A potential long-term result of the current debate on the Families First Prevention Services Act is the pitting of the need for front end prevention of child maltreatment against the need for intervention services that prevent foster care.  In reality true comprehensive reform of the nation’s child welfare systems requires both of these vastly underfunded services as part of a continuum.

Some of the recent opposition to the Families First Act has criticized the bill because it includes intervention services that could prevent foster care placements but does not provide prevention funding.

CWLA views the Families First Act as providing an important part of the child welfare continuum, intervention services that can prevent placement into out-of-home-care/foster care.  In fact, the new report by an Oregon advisory committee referenced in the previous article highlights the need for a continuum of services.  Under the Families First Act prevention of foster care services would be available to birth parents, kin parents caring for relative children, families that have just been reunified or adoptive families who may face the need for post-adoption services years after the adoption was finalized.

CWLA sees prevention of child maltreatment or child abuse as another separate and critically important part of that continuum.  Both prevention and intervention are vastly underfunded and all too often some advocates play one of these two key parts of the continuum off the other.

CWLA highlighted this need in our April Summit:  Investing in What It takes: A Full Continuum of Care. As we noted in that gathering:

“we need NEW investments in children starting with preventing child abuse, preventing foster care when possible and providing the best care when necessary, and ensuring permanency and safety for all children through reunification, kinship care and adoption.”

The Families First Act, if effectively implemented, would provide critical intervention services for mental health and substance use and in home services that have been frequently lacking.  The fact that mental health and substance use treatment services could be available through Medicaid does not mean they are available.  Coordination and cooperation between Medicaid and child welfare have been a challenge to say the very least.  The Families First bill would provide a new avenue for these services to address substance abuse and mental health treatment needs that by some estimates are a part of anywhere from 30 to more than 60 percent of child welfare and foster care placements.

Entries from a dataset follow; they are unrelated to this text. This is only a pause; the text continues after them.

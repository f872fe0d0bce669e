//! Local configuration files
//!
//! A `.viperrc.json` next to a source file (or in any parent directory up to
//! `root`) contributes plugins, presets and `only`/`ignore` rules for the
//! files below it. Programmatic options are applied on top.

use log::trace;
use regex::Regex;
use serde::Deserialize;
use std::fs;
use std::path::{Path, PathBuf};

use super::{CompileError, CompileResult, CompilerOptions, PluginItem};

/// Name of the local configuration file
pub const CONFIG_FILE_NAME: &str = ".viperrc.json";

/// Contents of a local configuration file
#[derive(Debug, Default, Deserialize)]
#[serde(rename_all = "camelCase", default, deny_unknown_fields)]
pub struct LocalConfig {
    pub plugins: Vec<PluginItem>,
    pub presets: Vec<PluginItem>,
    pub only: Vec<String>,
    pub ignore: Vec<String>,
}

impl LocalConfig {
    pub fn from_file(path: &Path) -> CompileResult<Self> {
        let data = fs::read_to_string(path)?;
        serde_json::from_str(&data).map_err(|e| CompileError::InvalidConfigFile {
            path: path.to_path_buf(),
            message: e.to_string(),
        })
    }
}

/// Find the closest config file for `filename`, not looking above `root`
pub fn find_config_file(filename: &Path, root: Option<&Path>) -> Option<PathBuf> {
    let mut dir = filename.parent();
    while let Some(current) = dir {
        let candidate = current.join(CONFIG_FILE_NAME);
        trace!("looking for local config at {}", candidate.display());
        if candidate.is_file() {
            return Some(candidate);
        }
        if root.is_some_and(|r| r == current) {
            break;
        }
        dir = current.parent();
    }
    None
}

fn compile_patterns(patterns: &[String]) -> CompileResult<Vec<Regex>> {
    patterns
        .iter()
        .map(|p| {
            Regex::new(p).map_err(|e| CompileError::InvalidOption(format!("pattern {:?}: {}", p, e)))
        })
        .collect()
}

/// Whether `only`/`ignore` exclude `filename`
pub fn is_excluded(filename: &Path, only: &[String], ignore: &[String]) -> CompileResult<bool> {
    let name = filename.to_string_lossy();
    if compile_patterns(ignore)?.iter().any(|re| re.is_match(&name)) {
        return Ok(true);
    }
    let only = compile_patterns(only)?;
    Ok(!only.is_empty() && !only.iter().any(|re| re.is_match(&name)))
}

/// Merge a local config under programmatic options
pub fn merge(local: LocalConfig, options: &CompilerOptions) -> CompilerOptions {
    let mut merged = options.clone();
    merged.plugins = local.plugins;
    merged.plugins.extend(options.plugins.iter().cloned());
    merged.presets = local.presets;
    merged.presets.extend(options.presets.iter().cloned());
    merged.only = local.only;
    merged.only.extend(options.only.iter().cloned());
    merged.ignore = local.ignore;
    merged.ignore.extend(options.ignore.iter().cloned());
    merged
}

#[cfg(test)]
mod tests {
    use super::*;
    use tempfile::tempdir;

    #[test]
    fn test_finds_config_in_parent_directory() {
        let dir = tempdir().unwrap();
        let nested = dir.path().join("src").join("lib");
        fs::create_dir_all(&nested).unwrap();
        fs::write(dir.path().join(CONFIG_FILE_NAME), "{}").unwrap();

        let found = find_config_file(&nested.join("a.js"), None).unwrap();
        assert_eq!(found, dir.path().join(CONFIG_FILE_NAME));
    }

    #[test]
    fn test_root_stops_discovery() {
        let dir = tempdir().unwrap();
        let nested = dir.path().join("pkg");
        fs::create_dir_all(&nested).unwrap();
        fs::write(dir.path().join(CONFIG_FILE_NAME), "{}").unwrap();

        assert!(find_config_file(&nested.join("a.js"), Some(&nested)).is_none());
    }

    #[test]
    fn test_only_and_ignore() {
        let file = Path::new("/app/src/vendor/lib.js");
        assert!(is_excluded(file, &[], &["vendor".to_string()]).unwrap());
        assert!(is_excluded(file, &["^/app/test".to_string()], &[]).unwrap());
        assert!(!is_excluded(file, &["^/app/src".to_string()], &[]).unwrap());
        assert!(is_excluded(file, &["(".to_string()], &[]).is_err());
    }

    #[test]
    fn test_local_plugins_come_first() {
        let local = LocalConfig {
            plugins: vec![PluginItem::from("modules-commonjs")],
            ..Default::default()
        };
        let options = CompilerOptions {
            plugins: vec![PluginItem::from("transform-object-assign")],
            ..Default::default()
        };
        let merged = merge(local, &options);
        let names: Vec<_> = merged.plugins.iter().map(|p| p.name()).collect();
        assert_eq!(names, vec!["modules-commonjs", "transform-object-assign"]);
    }

    #[test]
    fn test_invalid_config_file_reports_path() {
        let dir = tempdir().unwrap();
        let path = dir.path().join(CONFIG_FILE_NAME);
        fs::write(&path, r#"{ "plugins": 3 }"#).unwrap();
        let err = LocalConfig::from_file(&path).unwrap_err();
        assert!(matches!(err, CompileError::InvalidConfigFile { path: p, .. } if p == path));
    }
}
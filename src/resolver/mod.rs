//! Module resolution using oxc_resolver
//!
//! Resolves the import specifiers of bundled modules:
//! - relative and absolute paths, trying the configured extensions
//! - bare specifiers through node_modules and package.json exports
//!
//! Specifiers that cannot be resolved are reported to the caller, which
//! decides whether they stay external.

use oxc_resolver::{ResolveOptions, Resolver};
use std::path::{Path, PathBuf};
use thiserror::Error;

/// Errors that can occur during module resolution
#[derive(Error, Debug)]
pub enum ResolverError {
    #[error("Failed to resolve module '{0}': {1}")]
    ResolutionFailed(String, String),

    #[error("IO error: {0}")]
    IoError(#[from] std::io::Error),
}

/// Result type for module resolution operations
pub type ResolverResult<T> = Result<T, ResolverError>;

/// Whether `specifier` names a package rather than a path
pub fn is_bare(specifier: &str) -> bool {
    !(specifier.starts_with("./")
        || specifier.starts_with("../")
        || specifier == "."
        || specifier == ".."
        || Path::new(specifier).is_absolute())
}

/// ESM resolver for bundled modules
pub struct ModuleResolver {
    resolver: Resolver,
    base_path: PathBuf,
}

impl ModuleResolver {
    /// Create a resolver trying `extensions` in order
    pub fn new(base_path: impl AsRef<Path>, extensions: &[String]) -> Self {
        let mut extensions: Vec<String> = extensions.to_vec();
        if !extensions.iter().any(|e| e == ".json") {
            extensions.push(".json".to_string());
        }

        let options = ResolveOptions {
            // bundles are ES modules, so prefer the "import" condition
            condition_names: vec!["import".into(), "module".into(), "default".into()],
            extensions,
            main_fields: vec!["module".into(), "main".into()],
            exports_fields: vec![vec!["exports".into()]],
            imports_fields: vec![vec!["imports".into()]],
            ..ResolveOptions::default()
        };

        Self {
            resolver: Resolver::new(options),
            base_path: base_path.as_ref().to_path_buf(),
        }
    }

    pub fn base_path(&self) -> &Path {
        &self.base_path
    }

    /// Resolve `specifier` as imported from `referrer`
    pub fn resolve(&self, specifier: &str, referrer: &Path) -> ResolverResult<PathBuf> {
        let context = referrer.parent().unwrap_or(&self.base_path);

        match self.resolver.resolve(context, specifier) {
            Ok(resolution) => Ok(resolution.path().to_path_buf()),
            Err(error) => Err(ResolverError::ResolutionFailed(
                specifier.to_string(),
                error.to_string(),
            )),
        }
    }
}

#[cfg(test)]
mod tests {
    use super::*;
    use std::fs;
    use tempfile::tempdir;

    fn js_extensions() -> Vec<String> {
        vec![".js".to_string(), ".mjs".to_string()]
    }

    #[test]
    fn test_bare_specifiers() {
        assert!(is_bare("react"));
        assert!(is_bare("@scope/pkg/sub"));
        assert!(!is_bare("./a"));
        assert!(!is_bare("../a"));
    }

    #[test]
    fn test_relative_resolution_tries_extensions() {
        let dir = tempdir().unwrap();
        fs::write(dir.path().join("util.mjs"), "export const x = 1;").unwrap();

        let resolver = ModuleResolver::new(dir.path(), &js_extensions());
        let resolved = resolver
            .resolve("./util", &dir.path().join("index.js"))
            .unwrap();
        assert_eq!(resolved.file_name().unwrap(), "util.mjs");
    }

    #[test]
    fn test_missing_module_fails() {
        let dir = tempdir().unwrap();
        let resolver = ModuleResolver::new(dir.path(), &js_extensions());
        let err = resolver
            .resolve("./missing", &dir.path().join("index.js"))
            .unwrap_err();
        assert!(matches!(err, ResolverError::ResolutionFailed(ref s, _) if s == "./missing"));
    }
}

We see prevention of child abuse as an equally important component of the child welfare continuum of care.  One of the challenges in amending Title IV-E to address true prevention is to develop an effective trigger gateway to access federal funding that would both allow funding of effective programs while not allowing access to federal funds to be used to supplant other state spending.

Prevention is critical but in addition to the challenge of developing an appropriate use of IV-E funds for prevention, too few advocates have highlighted the need for greater funding for the Child Prevention and Treatment Act (CAPTA) which is stuck at less than $26 million for all fifty states. Similarly, the Community-Based Child Abuse Prevention (CB-CAP) grants which fund prevention initiatives and that leverages private and non-government funding to provide community based services to prevent child maltreatment but that funding.  CB-CAP is stuck at $39 million.

The need for more prevention also highlights CWLA support and the need for a significant increase in funding for the evidence-based home visiting (MIECHV) program when it is reauthorized in the next Administration and Congress.  Prevention also means needing to address the very serious underfunding of child care (CCDBG), and Head Start.

The need for more funding for the prevention of child abuse should not undercut support for an increase in funding for the intervention/prevention funding to reduce some foster care placements.  They are both part of the continuum of child welfare services.